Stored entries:
________

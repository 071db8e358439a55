//! Tenant routing data for the call bridge.
//!
//! A tenant is a workspace that owns one or more inbound phone numbers. When
//! a call arrives, the dialled number is normalized and looked up here to find
//! the owning tenant and the assistant configuration used for the call.
//!
//! Call handling only ever reads these tables. Provisioning helpers are
//! provided for operators and tests.

use callbridge_types::TenantConfig;
use rusqlite::{params, Connection, OptionalExtension, Row};
use serde::{Deserialize, Serialize};
use thiserror::Error;

/// Shortest and longest digit counts accepted for a phone number.
const MIN_NUMBER_DIGITS: usize = 7;
const MAX_NUMBER_DIGITS: usize = 15;

/// Errors that can occur during tenant operations.
#[derive(Debug, Error)]
pub enum TenantError {
    #[error("database error: {0}")]
    Database(#[from] rusqlite::Error),
    #[error("tenant not found: {0}")]
    NotFound(String),
    #[error("invalid phone number: {0}")]
    InvalidNumber(String),
}

/// A provisioned tenant.
#[derive(Debug, Clone, Serialize, Deserialize, PartialEq, Eq)]
pub struct Tenant {
    pub tenant_id: String,
    /// Business name shown in the dashboard.
    pub display_name: String,
    pub assistant_name: String,
    pub voice: String,
    pub greeting: Option<String>,
    pub context_ref: Option<String>,
    /// Disabled tenants keep their numbers but decline every call.
    pub enabled: bool,
    /// Creation timestamp (SQLite `datetime('now')`, UTC).
    pub created_at: String,
}

impl Tenant {
    /// Returns the immutable per-call view of this tenant.
    pub fn config(&self) -> TenantConfig {
        TenantConfig {
            tenant_id: self.tenant_id.clone(),
            assistant_name: self.assistant_name.clone(),
            voice: self.voice.clone(),
            greeting: self.greeting.clone(),
            context_ref: self.context_ref.clone(),
        }
    }
}

/// Parameters for provisioning a new tenant.
#[derive(Debug, Clone, Serialize, Deserialize)]
pub struct CreateTenantParams {
    pub tenant_id: String,
    pub display_name: String,
    pub assistant_name: String,
    pub voice: String,
    pub greeting: Option<String>,
    pub context_ref: Option<String>,
}

/// Normalizes a phone number to `+` followed by digits.
///
/// Spaces, dashes, dots and parentheses are stripped and a leading `00`
/// international prefix is rewritten to `+`. Numbers without a prefix are
/// assumed to already include their country code.
///
/// # Errors
///
/// Returns `TenantError::InvalidNumber` if anything other than digits remains
/// or the digit count is outside the E.164 range.
pub fn normalize_number(raw: &str) -> Result<String, TenantError> {
    let stripped: String = raw
        .chars()
        .filter(|c| !matches!(c, ' ' | '-' | '.' | '(' | ')'))
        .collect();

    let digits = if let Some(rest) = stripped.strip_prefix('+') {
        rest
    } else if let Some(rest) = stripped.strip_prefix("00") {
        rest
    } else {
        stripped.as_str()
    };

    if digits.is_empty() || !digits.bytes().all(|b| b.is_ascii_digit()) {
        return Err(TenantError::InvalidNumber(raw.to_string()));
    }
    if !(MIN_NUMBER_DIGITS..=MAX_NUMBER_DIGITS).contains(&digits.len()) {
        return Err(TenantError::InvalidNumber(raw.to_string()));
    }

    Ok(format!("+{}", digits))
}

const TENANT_COLUMNS: &str = "t.tenant_id, t.display_name, t.assistant_name, t.voice, \
     t.greeting, t.context_ref, t.enabled, t.created_at";

fn row_to_tenant(row: &Row) -> rusqlite::Result<Tenant> {
    Ok(Tenant {
        tenant_id: row.get(0)?,
        display_name: row.get(1)?,
        assistant_name: row.get(2)?,
        voice: row.get(3)?,
        greeting: row.get(4)?,
        context_ref: row.get(5)?,
        enabled: row.get(6)?,
        created_at: row.get(7)?,
    })
}

/// Provisions a new, enabled tenant.
pub fn create_tenant(conn: &Connection, params: &CreateTenantParams) -> Result<(), TenantError> {
    conn.execute(
        "INSERT INTO tenants (
            tenant_id, display_name, assistant_name, voice, greeting, context_ref
        ) VALUES (?1, ?2, ?3, ?4, ?5, ?6)",
        params![
            params.tenant_id,
            params.display_name,
            params.assistant_name,
            params.voice,
            params.greeting,
            params.context_ref,
        ],
    )?;
    tracing::info!(tenant_id = %params.tenant_id, "provisioned tenant");
    Ok(())
}

/// Retrieves a tenant by id.
pub fn get_tenant(conn: &Connection, tenant_id: &str) -> Result<Tenant, TenantError> {
    conn.query_row(
        &format!("SELECT {TENANT_COLUMNS} FROM tenants t WHERE t.tenant_id = ?1"),
        [tenant_id],
        row_to_tenant,
    )
    .optional()?
    .ok_or_else(|| TenantError::NotFound(tenant_id.to_string()))
}

/// Enables or disables a tenant.
pub fn set_tenant_enabled(
    conn: &Connection,
    tenant_id: &str,
    enabled: bool,
) -> Result<(), TenantError> {
    let updated = conn.execute(
        "UPDATE tenants SET enabled = ?1 WHERE tenant_id = ?2",
        params![enabled, tenant_id],
    )?;
    if updated == 0 {
        return Err(TenantError::NotFound(tenant_id.to_string()));
    }
    Ok(())
}

/// Routes a phone number to a tenant, replacing any previous owner.
///
/// Returns the normalized number that was stored.
pub fn assign_number(
    conn: &Connection,
    tenant_id: &str,
    number: &str,
) -> Result<String, TenantError> {
    let normalized = normalize_number(number)?;
    // Surface a missing tenant as NotFound rather than a foreign-key failure.
    get_tenant(conn, tenant_id)?;

    conn.execute(
        "INSERT INTO phone_numbers (number, tenant_id) VALUES (?1, ?2)
         ON CONFLICT(number) DO UPDATE SET tenant_id = excluded.tenant_id",
        params![normalized, tenant_id],
    )?;
    Ok(normalized)
}

/// Removes a number's routing. Returns `true` if a row was removed.
pub fn release_number(conn: &Connection, number: &str) -> Result<bool, TenantError> {
    let normalized = normalize_number(number)?;
    let removed = conn.execute("DELETE FROM phone_numbers WHERE number = ?1", [normalized])?;
    Ok(removed > 0)
}

/// Looks up the tenant that owns `number`, regardless of enabled state.
///
/// Returns `Ok(None)` when the number is well-formed but not provisioned.
pub fn find_by_number(conn: &Connection, number: &str) -> Result<Option<Tenant>, TenantError> {
    let normalized = normalize_number(number)?;
    let tenant = conn
        .query_row(
            &format!(
                "SELECT {TENANT_COLUMNS} FROM phone_numbers n
                 JOIN tenants t ON t.tenant_id = n.tenant_id
                 WHERE n.number = ?1"
            ),
            [normalized],
            row_to_tenant,
        )
        .optional()?;
    Ok(tenant)
}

________

Transcribe each entry verbatim, leaving none out.

repository 071db8e358439a55
//! Tenant routing data for the call bridge.
//!
//! A tenant is a workspace that owns one or more inbound phone numbers. When
//! a call arrives, the dialled number is normalized and looked up here to find
//! the owning tenant and the assistant configuration used for the call.
//!
//! Call handling only ever reads these tables. Provisioning helpers are
//! provided for operators and tests.

use callbridge_types::TenantConfig;
use rusqlite::{params, Connection, OptionalExtension, Row};
use serde::{Deserialize, Serialize};
use thiserror::Error;

/// Shortest and longest digit counts accepted for a phone number.
const MIN_NUMBER_DIGITS: usize = 7;
const MAX_NUMBER_DIGITS: usize = 15;

/// Errors that can occur during tenant operations.
#[derive(Debug, Error)]
pub enum TenantError {
    #[error("database error: {0}")]
    Database(#[from] rusqlite::Error),
    #[error("tenant not found: {0}")]
    NotFound(String),
    #[error("invalid phone number: {0}")]
    InvalidNumber(String),
}

/// A provisioned tenant.
#[derive(Debug, Clone, Serialize, Deserialize, PartialEq, Eq)]
pub struct Tenant {
    pub tenant_id: String,
    /// Business name shown in the dashboard.
    pub display_name: String,
    pub assistant_name: String,
    pub voice: String,
    pub greeting: Option<String>,
    pub context_ref: Option<String>,
    /// Disabled tenants keep their numbers but decline every call.
    pub enabled: bool,
    /// Creation timestamp (SQLite `datetime('now')`, UTC).
    pub created_at: String,
}

impl Tenant {
    /// Returns the immutable per-call view of this tenant.
    pub fn config(&self) -> TenantConfig {
        TenantConfig {
            tenant_id: self.tenant_id.clone(),
            assistant_name: self.assistant_name.clone(),
            voice: self.voice.clone(),
            greeting: self.greeting.clone(),
            context_ref: self.context_ref.clone(),
        }
    }
}

/// Parameters for provisioning a new tenant.
#[derive(Debug, Clone, Serialize, Deserialize)]
pub struct CreateTenantParams {
    pub tenant_id: String,
    pub display_name: String,
    pub assistant_name: String,
    pub voice: String,
    pub greeting: Option<String>,
    pub context_ref: Option<String>,
}

/// Normalizes a phone number to `+` followed by digits.
///
/// Spaces, dashes, dots and parentheses are stripped and a leading `00`
/// international prefix is rewritten to `+`. Numbers without a prefix are
/// assumed to already include their country code.
///
/// # Errors
///
/// Returns `TenantError::InvalidNumber` if anything other than digits remains
/// or the digit count is outside the E.164 range.
pub fn normalize_number(raw: &str) -> Result<String, TenantError> {
    let stripped: String = raw
        .chars()
        .filter(|c| !matches!(c, ' ' | '-' | '.' | '(' | ')'))
        .collect();

    let digits = if let Some(rest) = stripped.strip_prefix('+') {
        rest
    } else if let Some(rest) = stripped.strip_prefix("00") {
        rest
    } else {
        stripped.as_str()
    };

    if digits.is_empty() || !digits.bytes().all(|b| b.is_ascii_digit()) {
        return Err(TenantError::InvalidNumber(raw.to_string()));
    }
    if !(MIN_NUMBER_DIGITS..=MAX_NUMBER_DIGITS).contains(&digits.len()) {
        return Err(TenantError::InvalidNumber(raw.to_string()));
    }

    Ok(format!("+{}", digits))
}

const TENANT_COLUMNS: &str = "t.tenant_id, t.display_name, t.assistant_name, t.voice, \
     t.greeting, t.context_ref, t.enabled, t.created_at";

fn row_to_tenant(row: &Row) -> rusqlite::Result<Tenant> {
    Ok(Tenant {
        tenant_id: row.get(0)?,
        display_name: row.get(1)?,
        assistant_name: row.get(2)?,
        voice: row.get(3)?,
        greeting: row.get(4)?,
        context_ref: row.get(5)?,
        enabled: row.get(6)?,
        created_at: row.get(7)?,
    })
}

/// Provisions a new, enabled tenant.
pub fn create_tenant(conn: &Connection, params: &CreateTenantParams) -> Result<(), TenantError> {
    conn.execute(
        "INSERT INTO tenants (
            tenant_id, display_name, assistant_name, voice, greeting, context_ref
        ) VALUES (?1, ?2, ?3, ?4, ?5, ?6)",
        params![
            params.tenant_id,
            params.display_name,
            params.assistant_name,
            params.voice,
            params.greeting,
            params.context_ref,
        ],
    )?;
    tracing::info!(tenant_id = %params.tenant_id, "provisioned tenant");
    Ok(())
}

/// Retrieves a tenant by id.
pub fn get_tenant(conn: &Connection, tenant_id: &str) -> Result<Tenant, TenantError> {
    conn.query_row(
        &format!("SELECT {TENANT_COLUMNS} FROM tenants t WHERE t.tenant_id = ?1"),
        [tenant_id],
        row_to_tenant,
    )
    .optional()?
    .ok_or_else(|| TenantError::NotFound(tenant_id.to_string()))
}

/// Enables or disables a tenant.
pub fn set_tenant_enabled(
    conn: &Connection,
    tenant_id: &str,
    enabled: bool,
) -> Result<(), TenantError> {
    let updated = conn.execute(
        "UPDATE tenants SET enabled = ?1 WHERE tenant_id = ?2",
        params![enabled, tenant_id],
    )?;
    if updated == 0 {
        return Err(TenantError::NotFound(tenant_id.to_string()));
    }
    Ok(())
}

/// Routes a phone number to a tenant, replacing any previous owner.
///
/// Returns the normalized number that was stored.
pub fn assign_number(
    conn: &Connection,
    tenant_id: &str,
    number: &str,
) -> Result<String, TenantError> {
    let normalized = normalize_number(number)?;
    // Surface a missing tenant as NotFound rather than a foreign-key failure.
    get_tenant(conn, tenant_id)?;

    conn.execute(
        "INSERT INTO phone_numbers (number, tenant_id) VALUES (?1, ?2)
         ON CONFLICT(number) DO UPDATE SET tenant_id = excluded.tenant_id",
        params![normalized, tenant_id],
    )?;
    Ok(normalized)
}

/// Removes a number's routing. Returns `true` if a row was removed.
pub fn release_number(conn: &Connection, number: &str) -> Result<bool, TenantError> {
    let normalized = normalize_number(number)?;
    let removed = conn.execute("DELETE FROM phone_numbers WHERE number = ?1", [normalized])?;
    Ok(removed > 0)
}

/// Looks up the tenant that owns `number`, regardless of enabled state.
///
/// Returns `Ok(None)` when the number is well-formed but not provisioned.
pub fn find_by_number(conn: &Connection, number: &str) -> Result<Option<Tenant>, TenantError> {
    let normalized = normalize_number(number)?;
    let tenant = conn
        .query_row(
            &format!(
                "SELECT {TENANT_COLUMNS} FROM phone_numbers n
                 JOIN tenants t ON t.tenant_id = n.tenant_id
                 WHERE n.number = ?1"
            ),
            [normalized],
            row_to_tenant,
        )
        .optional()?;
    Ok(tenant)
}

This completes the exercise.